# What is required
One number is the whole answer: the tally of lines in the records that include the word "message".

Entries taken from a collection:
• • • • • • •

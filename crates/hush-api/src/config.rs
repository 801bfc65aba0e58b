//! API configuration.

use std::time::Duration;

/// API server configuration.
#[derive(Debug, Clone)]
pub struct ApiConfig {
    /// Server host
    pub host: String,
    /// Server port
    pub port: u16,
    /// CORS origins
    pub cors_origins: Vec<String>,
    /// Rate limit requests per second, per client IP
    pub rate_limit_rps: u32,
    /// Timeout for requests that do not run the pipeline
    pub request_timeout: Duration,
    /// Max request body size; bounds the size of an uploaded video
    pub max_body_size: usize,
    /// Environment (development/production)
    pub environment: String,
}

impl Default for ApiConfig {
    fn default() -> Self {
        Self {
            host: "0.0.0.0".to_string(),
            port: 3001,
            cors_origins: vec!["http://localhost:3000".to_string()],
            rate_limit_rps: 10,
            request_timeout: Duration::from_secs(30),
            max_body_size: 200 * 1024 * 1024, // 200MB
            environment: "development".to_string(),
        }
    }
}

impl ApiConfig {
    /// Create config from environment variables.
    pub fn from_env() -> Self {
        let defaults = Self::default();

        Self {
            host: std::env::var("API_HOST").unwrap_or(defaults.host),
            port: std::env::var("API_PORT")
                .ok()
                .and_then(|s| s.parse().ok())
                .unwrap_or(defaults.port),
            cors_origins: std::env::var("CORS_ORIGINS")
                .map(|s| {
                    s.split(',')
                        .map(|s| s.trim().to_string())
                        .filter(|s| !s.is_empty())
                        .collect()
                })
                .unwrap_or(defaults.cors_origins),
            rate_limit_rps: std::env::var("RATE_LIMIT_RPS")
                .ok()
                .and_then(|s| s.parse().ok())
                .unwrap_or(defaults.rate_limit_rps),
            request_timeout: Duration::from_secs(
                std::env::var("REQUEST_TIMEOUT")
                    .ok()
                    .and_then(|s| s.parse().ok())
                    .unwrap_or(30),
            ),
            max_body_size: std::env::var("MAX_BODY_SIZE")
                .ok()
                .and_then(|s| s.parse().ok())
                .unwrap_or(defaults.max_body_size),
            environment: std::env::var("ENVIRONMENT").unwrap_or(defaults.environment),
        }
    }

    /// Check if running in production mode.
    pub fn is_production(&self) -> bool {
        self.environment.eq_ignore_ascii_case("production")
    }
}
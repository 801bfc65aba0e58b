//! Prometheus metrics for the API server.

use std::time::Instant;

use axum::body::Body;
use axum::extract::MatchedPath;
use axum::http::{Request, Response};
use axum::middleware::Next;
use metrics::{counter, gauge, histogram};
use metrics_exporter_prometheus::{BuildError, PrometheusBuilder, PrometheusHandle};

/// Install the Prometheus recorder.
/// Returns a handle that can be used to render metrics.
pub fn init_metrics() -> Result<PrometheusHandle, BuildError> {
    PrometheusBuilder::new().install_recorder()
}

/// Metric names as constants for consistency.
pub mod names {
    // HTTP metrics
    pub const HTTP_REQUESTS_TOTAL: &str = "hush_http_requests_total";
    pub const HTTP_REQUEST_DURATION_SECONDS: &str = "hush_http_request_duration_seconds";
    pub const HTTP_REQUESTS_IN_FLIGHT: &str = "hush_http_requests_in_flight";

    // Upload metrics
    pub const UPLOADS_TOTAL: &str = "hush_uploads_total";
    pub const UPLOAD_BYTES: &str = "hush_upload_bytes";

    // Rate limiting metrics
    pub const RATE_LIMIT_HITS_TOTAL: &str = "hush_rate_limit_hits_total";
}

/// Record an HTTP request.
pub fn record_http_request(method: &str, path: &str, status: u16, duration_secs: f64) {
    let labels = [
        ("method", method.to_string()),
        ("path", path.to_string()),
        ("status", status.to_string()),
    ];

    counter!(names::HTTP_REQUESTS_TOTAL, &labels).increment(1);
    histogram!(names::HTTP_REQUEST_DURATION_SECONDS, &labels).record(duration_secs);
}

/// Record an accepted upload and how it ended.
pub fn record_upload(outcome: &str, size_bytes: usize) {
    counter!(names::UPLOADS_TOTAL, "outcome" => outcome.to_string()).increment(1);
    histogram!(names::UPLOAD_BYTES).record(size_bytes as f64);
}

/// Record rate limit hit.
pub fn record_rate_limit_hit(endpoint: &str) {
    let labels = [("endpoint", endpoint.to_string())];
    counter!(names::RATE_LIMIT_HITS_TOTAL, &labels).increment(1);
}

/// Label for a request: the route template when one matched, else a fixed bucket.
fn route_label(request: &Request<Body>) -> String {
    request
        .extensions()
        .get::<MatchedPath>()
        .map(|p| p.as_str().to_string())
        .unwrap_or_else(|| "unmatched".to_string())
}

/// Metrics middleware for HTTP requests.
pub async fn metrics_middleware(request: Request<Body>, next: Next) -> Response<Body> {
    let method = request.method().to_string();
    let path = route_label(&request);
    let start = Instant::now();

    gauge!(names::HTTP_REQUESTS_IN_FLIGHT).increment(1.0);

    let response = next.run(request).await;

    gauge!(names::HTTP_REQUESTS_IN_FLIGHT).decrement(1.0);

    record_http_request(
        &method,
        &path,
        response.status().as_u16(),
        start.elapsed().as_secs_f64(),
    );

    response
}
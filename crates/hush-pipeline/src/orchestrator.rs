//! The run state machine.

use std::path::{Path, PathBuf};
use std::sync::Arc;
use std::time::Instant;

use bytes::Bytes;
use hush_media::{EnhancementInvoker, Enhancer, FfmpegTranscoder, Transcoder};
use hush_models::{RunId, Stage, UploadRecord, UserId};
use hush_storage::blob_key;
use tokio::sync::Semaphore;
use tracing::{debug, Instrument};

use crate::config::PipelineConfig;
use crate::error::{PipelineError, PipelineResult};
use crate::gateway::UploadGateway;
use crate::logging::RunLogger;
use crate::metrics;
use crate::run::PipelineRun;

const OUTPUT_CONTENT_TYPE: &str = "video/mp4";

/// A finished run.
#[derive(Debug, Clone)]
pub struct RunOutcome {
    pub run_id: RunId,
    pub record: UploadRecord,
}

impl RunOutcome {
    pub fn public_url(&self) -> &str {
        &self.record.file_url
    }
}

/// Drives uploads through extraction, enhancement, re-muxing, upload and
/// metadata. Each call to [`Orchestrator::run`] is one independent run.
#[derive(Clone)]
pub struct Orchestrator {
    transcoder: Arc<dyn Transcoder>,
    enhancer: Arc<dyn Enhancer>,
    gateway: UploadGateway,
    scratch_dir: PathBuf,
    permits: Arc<Semaphore>,
}

impl Orchestrator {
    pub fn new(
        transcoder: Arc<dyn Transcoder>,
        enhancer: Arc<dyn Enhancer>,
        gateway: UploadGateway,
        scratch_dir: impl Into<PathBuf>,
        max_concurrent_runs: usize,
    ) -> Self {
        Self {
            transcoder,
            enhancer,
            gateway,
            scratch_dir: scratch_dir.into(),
            permits: Arc::new(Semaphore::new(max_concurrent_runs.max(1))),
        }
    }

    /// Build with FFmpeg and the configured enhancement engine.
    pub fn from_config(config: &PipelineConfig, gateway: UploadGateway) -> Self {
        let transcoder = FfmpegTranscoder::new(&config.ffmpeg_path)
            .with_format(config.pcm_format())
            .with_timeout(config.stage_timeout);
        let enhancer = EnhancementInvoker::new(&config.enhancer_program)
            .with_args(config.enhancer_args.iter().cloned())
            .with_timeout(config.enhance_timeout)
            .with_settle_delay(config.enhance_settle);

        Self::new(
            Arc::new(transcoder),
            Arc::new(enhancer),
            gateway,
            &config.scratch_dir,
            config.max_concurrent_runs,
        )
    }

    pub fn gateway(&self) -> &UploadGateway {
        &self.gateway
    }

    pub fn scratch_dir(&self) -> &Path {
        &self.scratch_dir
    }

    /// Runs that could start right now without waiting.
    pub fn available_permits(&self) -> usize {
        self.permits.available_permits()
    }

    /// Process one uploaded video for `user_id`.
    ///
    /// Returns exactly once, with the stored record or a stage-tagged error.
    /// The run's temporary files are gone by the time this returns.
    pub async fn run(
        &self,
        user_id: &UserId,
        file_name: &str,
        video: Bytes,
    ) -> PipelineResult<RunOutcome> {
        if video.is_empty() {
            return Err(PipelineError::validation("uploaded video is empty"));
        }
        if file_name.trim().is_empty() {
            return Err(PipelineError::validation("uploaded video has no filename"));
        }
        let mut run = PipelineRun::new(user_id.clone(), &self.scratch_dir, file_name)?;

        let _permit = self
            .permits
            .acquire()
            .await
            .map_err(|_| PipelineError::Unavailable)?;

        let logger = RunLogger::new(run.id(), user_id, "enhance_video");
        let span = logger.create_span();
        let in_flight = metrics::RunGuard::start();

        async move {
            logger.log_start(file_name);
            let result = self
                .execute(&mut run, video, &logger)
                .await
                .and_then(|record| run.complete().map(|()| record));

            match &result {
                Ok(record) => {
                    in_flight.finish("done", None);
                    logger.log_completion(&record.file_url);
                }
                Err(e) => {
                    let stage = run.state().stage().unwrap_or(e.stage());
                    run.fail(e.to_string());
                    in_flight.finish("failed", Some(stage));
                    match e.stderr() {
                        Some(stderr) if !stderr.trim().is_empty() => {
                            logger.log_error(stage, &format!("{} (stderr: {})", e, stderr.trim()))
                        }
                        _ => logger.log_error(stage, &e.to_string()),
                    }
                }
            }

            // Single cleanup point for every outcome
            let report = run.purge().await;
            metrics::record_purge_failures(report.failed.len());
            if !report.is_clean() {
                logger.log_warning(&format!(
                    "{} of {} temporary files could not be removed",
                    report.failed.len(),
                    report.attempted()
                ));
            }
            debug!(
                removed = report.removed.len(),
                absent = report.absent.len(),
                elapsed_ms = run.elapsed().as_millis() as u64,
                "Run artifacts purged"
            );

            result.map(|record| RunOutcome {
                run_id: run.id().clone(),
                record,
            })
        }
        .instrument(span)
        .await
    }

    async fn execute(
        &self,
        run: &mut PipelineRun,
        video: Bytes,
        logger: &RunLogger,
    ) -> PipelineResult<UploadRecord> {
        let paths = run.paths().clone();

        // Received
        logger.log_stage(Stage::Received);
        tokio::fs::create_dir_all(&self.scratch_dir)
            .await
            .map_err(|e| PipelineError::io(Stage::Received, e))?;
        run.track(&paths.source);
        tokio::fs::write(&paths.source, &video)
            .await
            .map_err(|e| PipelineError::io(Stage::Received, e))?;
        drop(video);

        // Extracting
        run.advance(Stage::Extracting)?;
        logger.log_stage(Stage::Extracting);
        let start = Instant::now();
        run.track(&paths.audio);
        let extracted = self.transcoder.extract_audio(&paths.source, &paths.audio).await;
        metrics::record_stage(Stage::Extracting, extracted.is_ok(), start.elapsed());
        extracted.map_err(|e| PipelineError::media(Stage::Extracting, e))?;

        // Enhancing
        run.advance(Stage::Enhancing)?;
        logger.log_stage(Stage::Enhancing);
        run.track(&paths.processed);
        let start = Instant::now();
        let enhanced = self.enhancer.enhance(&paths.audio, &paths.processed).await;
        metrics::record_stage(Stage::Enhancing, enhanced.is_ok(), start.elapsed());
        enhanced.map_err(|e| PipelineError::media(Stage::Enhancing, e))?;

        // Remuxing
        run.advance(Stage::Remuxing)?;
        logger.log_stage(Stage::Remuxing);
        run.track(&paths.output);
        let start = Instant::now();
        let remuxed = self
            .transcoder
            .remux(&paths.source, &paths.processed, &paths.output)
            .await;
        metrics::record_stage(Stage::Remuxing, remuxed.is_ok(), start.elapsed());
        remuxed.map_err(|e| PipelineError::media(Stage::Remuxing, e))?;

        // Uploading
        run.advance(Stage::Uploading)?;
        logger.log_stage(Stage::Uploading);
        let data = tokio::fs::read(&paths.output)
            .await
            .map_err(|e| PipelineError::io(Stage::Uploading, e))?;
        let key = blob_key(run.user_id());
        let start = Instant::now();
        let stored = self
            .gateway
            .store_blob(&key, Bytes::from(data), OUTPUT_CONTENT_TYPE)
            .await;
        metrics::record_stage(Stage::Uploading, stored.is_ok(), start.elapsed());
        let public_url = stored?;

        // WritingMetadata
        run.advance(Stage::WritingMetadata)?;
        logger.log_stage(Stage::WritingMetadata);
        let start = Instant::now();
        let written = self.gateway.write_metadata(run.user_id(), &public_url).await;
        metrics::record_stage(Stage::WritingMetadata, written.is_ok(), start.elapsed());

        match written {
            Ok(record) => Ok(record),
            Err(e) => {
                self.gateway.discard_blob(&key).await;
                Err(e)
            }
        }
    }
}
//! Error types for media stages.

use std::path::PathBuf;

use hush_models::Stage;
use thiserror::Error;

/// Result type for media operations.
pub type MediaResult<T> = Result<T, MediaError>;

/// Errors that can occur while running an external-process stage.
#[derive(Debug, Error)]
pub enum MediaError {
    #[error("{program} not found in PATH")]
    ProgramNotFound { program: String },

    #[error("Failed to spawn {program} for {stage}: {source}")]
    Spawn {
        stage: Stage,
        program: String,
        #[source]
        source: std::io::Error,
    },

    #[error("{stage} process exited with status {}", .exit_code.map(|c| c.to_string()).unwrap_or_else(|| "signal".to_string()))]
    ProcessFailed {
        stage: Stage,
        exit_code: Option<i32>,
        stderr: String,
    },

    #[error("{stage} process timed out after {secs} seconds")]
    Timeout { stage: Stage, secs: u64 },

    #[error("{stage} produced no usable output at {}: {reason}", .path.display())]
    EmptyOutput {
        stage: Stage,
        path: PathBuf,
        reason: String,
    },

    #[error("Enhancement produced no usable output at {}: {reason}", .path.display())]
    EnhancementFailed { path: PathBuf, reason: String },

    #[error("Path argument is not absolute: {}", .0.display())]
    RelativePath(PathBuf),

    #[error("IO error: {0}")]
    Io(#[from] std::io::Error),
}

impl MediaError {
    /// Create a process failure error.
    pub fn process_failed(stage: Stage, exit_code: Option<i32>, stderr: impl Into<String>) -> Self {
        Self::ProcessFailed {
            stage,
            exit_code,
            stderr: stderr.into(),
        }
    }

    /// Create an enhancement failure error.
    pub fn enhancement_failed(path: impl Into<PathBuf>, reason: impl Into<String>) -> Self {
        Self::EnhancementFailed {
            path: path.into(),
            reason: reason.into(),
        }
    }

    /// The stage the error originated from, when known.
    pub fn stage(&self) -> Option<Stage> {
        match self {
            MediaError::Spawn { stage, .. }
            | MediaError::ProcessFailed { stage, .. }
            | MediaError::Timeout { stage, .. }
            | MediaError::EmptyOutput { stage, .. } => Some(*stage),
            MediaError::EnhancementFailed { .. } => Some(Stage::Enhancing),
            MediaError::ProgramNotFound { .. } | MediaError::RelativePath(_) | MediaError::Io(_) => {
                None
            }
        }
    }

    /// Captured standard error of the failed child, if any.
    pub fn stderr(&self) -> Option<&str> {
        match self {
            MediaError::ProcessFailed { stderr, .. } => Some(stderr),
            _ => None,
        }
    }

    /// Exit code of the failed child, if it exited normally.
    pub fn exit_code(&self) -> Option<i32> {
        match self {
            MediaError::ProcessFailed { exit_code, .. } => *exit_code,
            _ => None,
        }
    }
}
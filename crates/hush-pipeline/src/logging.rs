//! Structured run logging.

use hush_models::{RunId, Stage, UserId};
use tracing::{error, info, warn, Span};

/// Logs run lifecycle events with the run id, user and operation attached.
#[derive(Debug, Clone)]
pub struct RunLogger {
    run_id: String,
    user_id: String,
    operation: String,
}

impl RunLogger {
    pub fn new(run_id: &RunId, user_id: &UserId, operation: &str) -> Self {
        Self {
            run_id: run_id.to_string(),
            user_id: user_id.to_string(),
            operation: operation.to_string(),
        }
    }

    pub fn log_start(&self, message: &str) {
        info!(
            run_id = %self.run_id,
            user_id = %self.user_id,
            operation = %self.operation,
            "Run started: {}", message
        );
    }

    /// Log entry into a stage.
    pub fn log_stage(&self, stage: Stage) {
        info!(
            run_id = %self.run_id,
            operation = %self.operation,
            stage = %stage,
            "Run stage: {}", stage
        );
    }

    pub fn log_warning(&self, message: &str) {
        warn!(
            run_id = %self.run_id,
            operation = %self.operation,
            "Run warning: {}", message
        );
    }

    pub fn log_error(&self, stage: Stage, message: &str) {
        error!(
            run_id = %self.run_id,
            user_id = %self.user_id,
            operation = %self.operation,
            stage = %stage,
            "Run failed: {}", message
        );
    }

    pub fn log_completion(&self, message: &str) {
        info!(
            run_id = %self.run_id,
            user_id = %self.user_id,
            operation = %self.operation,
            "Run completed: {}", message
        );
    }

    pub fn run_id(&self) -> &str {
        &self.run_id
    }

    pub fn operation(&self) -> &str {
        &self.operation
    }

    /// Span that every event of the run is recorded under.
    pub fn create_span(&self) -> Span {
        tracing::info_span!(
            "run",
            run_id = %self.run_id,
            user_id = %self.user_id,
            operation = %self.operation
        )
    }
}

• • • • • • •

# Expected answer
8